秋元湖は檜原湖,小野川湖同様,1888年の磐梯山の噴火に伴う泥流によるせき止め湖である。全窒素,全リン,クロロフィル,透明度に基づき,秋元湖は貧栄養と中栄養の境界にあると判断された。この栄養状態は,檜原湖と同じで小野川湖より貧栄養である。恐らく,最大水深(秋元湖33m,檜原湖31m,小野川湖21m)の違いが,この100年の間に,栄養状態の違いを生み出したのであろう'。
この栄養状態の違いが秋元,檜原湖と小野川湖の間に,いくつかの湖沼学的な相違を生み出している。即ち,1)深水層における見かけ上のアンモニアの再生は,小野川湖では秋元湖,檜原湖の6~14倍である。2)秋元,檜原湖では,深水層の溶存酸素はゼロにならないが,小野川湖ではほぼ2カ月半,嫌気状態となる。
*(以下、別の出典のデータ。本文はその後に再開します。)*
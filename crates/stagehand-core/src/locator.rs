//! Resolution front-end over the active registry.

use std::any::type_name;
use std::sync::{Arc, Weak};

use parking_lot::RwLock;
use tracing::debug;

use stagehand_protocols::{Service, ServiceError};

use crate::registry::ServiceRegistry;

/// Environment seam used to recover a registry when none is cached.
///
/// Implemented by the host; answers "find any existing registry instance in
/// the environment."
pub trait RegistryFinder: Send + Sync {
    /// Returns an existing registry from the environment, if any.
    fn find_registry(&self) -> Option<Arc<ServiceRegistry>>;
}

/// Lookup handle constructed by the composition root and passed by
/// reference to everything needing service resolution.
///
/// Holds the active registry weakly: the locator never keeps a registry
/// alive, and a registry torn down before its dependents degrades to an
/// ordinary not-found instead of a dangling reference.
pub struct ServiceLocator {
    registry: RwLock<Weak<ServiceRegistry>>,
    finder: Option<Arc<dyn RegistryFinder>>,
}

impl ServiceLocator {
    /// Locator that can recover a registry through the given environment
    /// finder.
    pub fn new(finder: Arc<dyn RegistryFinder>) -> Self {
        Self {
            registry: RwLock::new(Weak::new()),
            finder: Some(finder),
        }
    }

    /// Locator bound to a known registry, with no recovery path.
    pub fn bound(registry: &Arc<ServiceRegistry>) -> Self {
        Self {
            registry: RwLock::new(Arc::downgrade(registry)),
            finder: None,
        }
    }

    /// Point the locator at a registry.
    pub fn bind(&self, registry: &Arc<ServiceRegistry>) {
        *self.registry.write() = Arc::downgrade(registry);
    }

    /// Upgrade the cached registry, falling back to the environment finder.
    ///
    /// A registry found through the environment gets a registration pass
    /// before it is cached.
    fn resolve(&self) -> Option<Arc<ServiceRegistry>> {
        if let Some(registry) = self.registry.read().upgrade() {
            return Some(registry);
        }

        let found = self.finder.as_ref()?.find_registry()?;
        debug!(
            "Recovered registry for {} from environment",
            found.container().name()
        );
        found.register_services();
        *self.registry.write() = Arc::downgrade(&found);
        Some(found)
    }

    /// Look up the service of concrete type `T`, reporting failure as
    /// `None`.
    pub fn try_get<T: Service>(&self) -> Option<Arc<T>> {
        // The registry can already be gone during teardown, destroyed
        // before its dependents; treat that as an ordinary miss.
        self.resolve()?.try_get::<T>()
    }

    /// Look up the service of concrete type `T`, failing fast.
    ///
    /// Fails with [`ServiceError::LocatorNotFound`] when no registry can be
    /// resolved at all, and with [`ServiceError::NotFound`] naming `T` when
    /// a registry exists but has no such service.
    pub fn get<T: Service>(&self) -> Result<Arc<T>, ServiceError> {
        let registry = self.resolve().ok_or(ServiceError::LocatorNotFound)?;
        registry
            .try_get::<T>()
            .ok_or_else(|| ServiceError::NotFound(type_name::<T>().to_string()))
    }
}

#[cfg(test)]
#[path = "locator_tests.rs"]
mod tests;
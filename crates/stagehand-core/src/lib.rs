//! # Stagehand Core
//!
//! Typed service registry with ordered lifecycle dispatch.
//!
//! ## Components
//!
//! - [`ServiceRegistry`] - type-keyed index over a container's services,
//!   driving initialize/shutdown hooks in discovery order
//! - [`ServiceLocator`] - resolution front-end holding a weak reference to
//!   the active registry
//! - [`RegistryState`] - coarse registry lifecycle state
//!
//! The registry is populated by a discovery pass supplied by the host's
//! [`Container`](stagehand_protocols::Container) implementation; it never
//! walks the host's object graph itself.

pub mod locator;
pub mod registry;

pub use locator::{RegistryFinder, ServiceLocator};
pub use registry::{RegistryState, ServiceRegistry};
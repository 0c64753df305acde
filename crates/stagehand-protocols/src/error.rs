//! Lookup-related errors.

use thiserror::Error;

/// Errors surfaced by the strict lookup entry point.
///
/// Duplicate registration is deliberately absent: it is non-fatal, logged at
/// registration time, and the offending entry is dropped.
#[derive(Debug, Error)]
pub enum ServiceError {
    /// No registry could be resolved at all.
    #[error("Service locator not found")]
    LocatorNotFound,

    /// A registry exists but holds no service of the requested type.
    #[error("Service not found: {0}")]
    NotFound(String),
}
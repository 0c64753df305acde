//! Host container collaborator.

use std::sync::Arc;

use crate::service::Service;

/// Host execution state.
#[derive(Debug, Clone, Copy, PartialEq, Eq)]
pub enum RunMode {
    /// Editing state: lookups may trigger an on-demand re-registration pass
    /// and lifecycle hooks are suppressed.
    DesignTime,
    /// Live operation: registry contents are stable and hooks fire.
    Live,
}

impl RunMode {
    /// Whether the host is actively running.
    pub fn is_live(self) -> bool {
        matches!(self, RunMode::Live)
    }
}

/// The owning object services and the registry are attached to.
///
/// The host implements the subtree traversal; the registry only consumes its
/// result and never walks the object graph itself.
pub trait Container: Send + Sync {
    /// Identity used in diagnostics.
    fn name(&self) -> &str;

    /// Current host execution state.
    fn mode(&self) -> RunMode;

    /// All capability-implementers attached within this container's subtree.
    ///
    /// The returned order must be stable and deterministic; it becomes the
    /// registry's discovery order.
    fn discover_services(&self) -> Vec<Arc<dyn Service>>;
}
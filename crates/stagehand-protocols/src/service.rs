//! Service capability trait.

use std::any::Any;
use std::sync::Arc;

/// Capability trait a component implements to become discoverable by the
/// registry.
///
/// The lifecycle hooks default to no-ops, so the registry never calls into
/// behavior a service did not declare.
pub trait Service: Send + Sync + 'static {
    /// Human-readable name used in diagnostics.
    fn service_name(&self) -> &'static str {
        std::any::type_name::<Self>()
    }

    /// Called when the owning container becomes active, in discovery order.
    fn initialize(&self) {}

    /// Called when the owning container becomes inactive, in reverse
    /// discovery order.
    fn shutdown(&self) {}

    /// Returns the service as `Any` for concrete-type identification.
    fn as_any(&self) -> &dyn Any;

    /// Returns the service as a shared `Any` for downcasting.
    fn as_any_arc(self: Arc<Self>) -> Arc<dyn Any + Send + Sync>;
}
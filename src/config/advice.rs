//! Built-in advice configuration.

use serde::Deserialize;

/// Timing advice configuration.
#[derive(Debug, Clone, Default, PartialEq, Eq, Deserialize)]
#[serde(default)]
pub struct TimingConfig {
    /// Calls slower than this are logged at `warn`. Unset disables the check.
    pub slow_threshold_ms: Option<u64>,
}

/// Logging advice configuration.
#[derive(Debug, Clone, Default, PartialEq, Eq, Deserialize)]
#[serde(default)]
pub struct LoggingConfig {
    /// Include encoded arguments in entry events.
    pub log_arguments: bool,
}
3)硝酸塩の時空間分布より,3つの湖共に硝酸還元は起こっていると判断されるが,秋元湖,檜原湖では硝酸還元により深水層の硝酸塩がゼロになる前に秋の循環が始まる。小野川湖の硝酸塩はほぼ3カ月間,完全になくなる。4)硝酸塩の時空間分布より,秋元湖と檜原湖では硝化が起こっていると判断されるが,小野川湖では硝酸塩の時空間分布からは,硝化は示唆されない。アンモニア再生,硝化,硝酸還元活性のバランスが湖により異なると考えられる。
これら3つの湖は歴史が明らかで,年齢が同じで,同一環境に存在するが,栄養状態は貧から中栄養の秋元湖及び檜原湖,中から富栄養の小野川湖と異なる。それ故,様々な観.点からの比較湖沼学的研究のために良い研究対象となろう。